- **Data provided**:
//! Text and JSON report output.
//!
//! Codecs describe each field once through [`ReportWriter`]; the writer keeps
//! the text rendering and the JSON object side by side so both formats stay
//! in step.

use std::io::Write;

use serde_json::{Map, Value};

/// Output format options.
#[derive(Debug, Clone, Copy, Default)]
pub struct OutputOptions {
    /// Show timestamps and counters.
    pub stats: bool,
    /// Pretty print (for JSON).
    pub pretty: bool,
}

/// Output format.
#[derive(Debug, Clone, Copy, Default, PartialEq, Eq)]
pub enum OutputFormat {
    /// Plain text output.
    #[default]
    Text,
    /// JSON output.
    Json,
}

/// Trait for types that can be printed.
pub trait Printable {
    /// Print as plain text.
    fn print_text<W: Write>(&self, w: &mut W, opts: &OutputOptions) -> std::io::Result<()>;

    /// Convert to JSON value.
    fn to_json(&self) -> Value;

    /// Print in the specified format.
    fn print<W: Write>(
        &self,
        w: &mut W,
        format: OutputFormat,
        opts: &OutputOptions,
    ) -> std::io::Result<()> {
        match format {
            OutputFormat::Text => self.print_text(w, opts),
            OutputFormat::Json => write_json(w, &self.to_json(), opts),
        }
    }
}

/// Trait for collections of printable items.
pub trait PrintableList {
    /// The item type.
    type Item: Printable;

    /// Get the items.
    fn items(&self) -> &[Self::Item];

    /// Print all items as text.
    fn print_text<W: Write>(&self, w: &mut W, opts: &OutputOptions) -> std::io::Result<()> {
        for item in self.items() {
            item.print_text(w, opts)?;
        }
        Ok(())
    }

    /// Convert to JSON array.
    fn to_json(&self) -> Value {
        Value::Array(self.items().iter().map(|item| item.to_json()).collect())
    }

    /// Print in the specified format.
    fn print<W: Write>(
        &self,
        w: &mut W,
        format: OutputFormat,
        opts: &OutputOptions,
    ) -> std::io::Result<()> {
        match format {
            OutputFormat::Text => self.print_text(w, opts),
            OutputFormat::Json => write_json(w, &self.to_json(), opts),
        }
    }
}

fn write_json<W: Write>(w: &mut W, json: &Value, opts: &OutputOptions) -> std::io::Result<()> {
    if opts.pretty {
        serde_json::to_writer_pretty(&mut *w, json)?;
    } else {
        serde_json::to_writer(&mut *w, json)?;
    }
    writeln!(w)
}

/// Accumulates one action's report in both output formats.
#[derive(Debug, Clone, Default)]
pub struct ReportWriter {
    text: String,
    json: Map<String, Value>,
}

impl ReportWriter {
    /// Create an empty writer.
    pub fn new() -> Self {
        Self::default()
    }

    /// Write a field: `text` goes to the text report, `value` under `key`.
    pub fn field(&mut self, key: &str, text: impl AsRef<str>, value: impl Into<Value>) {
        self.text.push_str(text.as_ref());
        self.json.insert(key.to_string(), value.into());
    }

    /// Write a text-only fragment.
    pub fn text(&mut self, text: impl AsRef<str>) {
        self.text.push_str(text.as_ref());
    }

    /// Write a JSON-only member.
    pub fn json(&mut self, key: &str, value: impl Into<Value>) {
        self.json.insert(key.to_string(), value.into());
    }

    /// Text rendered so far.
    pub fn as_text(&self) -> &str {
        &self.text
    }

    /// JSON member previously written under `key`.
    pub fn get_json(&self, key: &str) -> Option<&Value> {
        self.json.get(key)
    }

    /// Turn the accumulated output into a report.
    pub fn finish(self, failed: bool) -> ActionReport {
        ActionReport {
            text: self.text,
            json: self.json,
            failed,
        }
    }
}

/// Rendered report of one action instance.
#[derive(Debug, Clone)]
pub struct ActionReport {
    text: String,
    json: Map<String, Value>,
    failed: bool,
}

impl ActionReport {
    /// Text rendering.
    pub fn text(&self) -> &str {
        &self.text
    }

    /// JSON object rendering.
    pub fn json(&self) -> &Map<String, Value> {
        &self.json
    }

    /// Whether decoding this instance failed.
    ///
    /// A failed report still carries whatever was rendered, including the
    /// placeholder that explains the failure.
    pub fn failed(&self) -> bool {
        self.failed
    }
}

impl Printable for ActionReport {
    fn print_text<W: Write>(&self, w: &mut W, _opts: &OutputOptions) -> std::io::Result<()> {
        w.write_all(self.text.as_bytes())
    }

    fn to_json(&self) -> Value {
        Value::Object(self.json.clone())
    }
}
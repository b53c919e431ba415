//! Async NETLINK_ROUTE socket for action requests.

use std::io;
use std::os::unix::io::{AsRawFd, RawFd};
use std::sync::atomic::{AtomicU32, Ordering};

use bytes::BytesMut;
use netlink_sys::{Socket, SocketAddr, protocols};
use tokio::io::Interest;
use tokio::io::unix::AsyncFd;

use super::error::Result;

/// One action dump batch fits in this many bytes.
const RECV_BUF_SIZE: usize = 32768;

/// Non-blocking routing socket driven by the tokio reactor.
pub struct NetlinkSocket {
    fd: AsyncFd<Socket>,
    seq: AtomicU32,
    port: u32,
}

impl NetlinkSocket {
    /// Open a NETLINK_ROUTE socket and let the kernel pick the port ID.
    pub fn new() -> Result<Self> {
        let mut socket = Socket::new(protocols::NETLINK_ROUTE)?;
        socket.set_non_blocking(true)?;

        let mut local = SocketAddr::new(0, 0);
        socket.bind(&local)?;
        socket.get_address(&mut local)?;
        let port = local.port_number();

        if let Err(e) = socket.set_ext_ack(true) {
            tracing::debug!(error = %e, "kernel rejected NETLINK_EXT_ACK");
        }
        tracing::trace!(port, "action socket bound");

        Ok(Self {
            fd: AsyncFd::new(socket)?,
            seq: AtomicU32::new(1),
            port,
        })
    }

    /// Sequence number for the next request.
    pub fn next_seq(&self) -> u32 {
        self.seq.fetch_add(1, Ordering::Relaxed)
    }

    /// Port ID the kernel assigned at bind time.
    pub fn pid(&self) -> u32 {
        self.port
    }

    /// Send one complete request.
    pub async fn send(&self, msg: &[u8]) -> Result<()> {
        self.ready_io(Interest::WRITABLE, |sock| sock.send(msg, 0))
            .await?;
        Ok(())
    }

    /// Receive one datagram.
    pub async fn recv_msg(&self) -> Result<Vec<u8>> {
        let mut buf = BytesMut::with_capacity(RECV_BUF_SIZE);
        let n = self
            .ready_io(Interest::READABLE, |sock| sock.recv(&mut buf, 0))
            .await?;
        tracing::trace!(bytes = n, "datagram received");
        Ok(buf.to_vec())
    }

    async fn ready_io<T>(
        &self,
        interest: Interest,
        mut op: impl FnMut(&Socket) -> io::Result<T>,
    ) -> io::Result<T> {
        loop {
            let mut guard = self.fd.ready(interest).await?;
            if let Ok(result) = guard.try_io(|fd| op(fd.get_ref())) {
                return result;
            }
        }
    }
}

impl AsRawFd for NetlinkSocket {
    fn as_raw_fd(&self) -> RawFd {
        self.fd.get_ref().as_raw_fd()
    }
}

- **Work to complete**: Nothing but the lines from the top of the entries above through the line with "Output format options." should be set down, each exactly as written.

- **Task response**:
//! Text and JSON report output.
//!
//! Codecs describe each field once through [`ReportWriter`]; the writer keeps
//! the text rendering and the JSON object side by side so both formats stay
//! in step.

use std::io::Write;

use serde_json::{Map, Value};

/// Output format options.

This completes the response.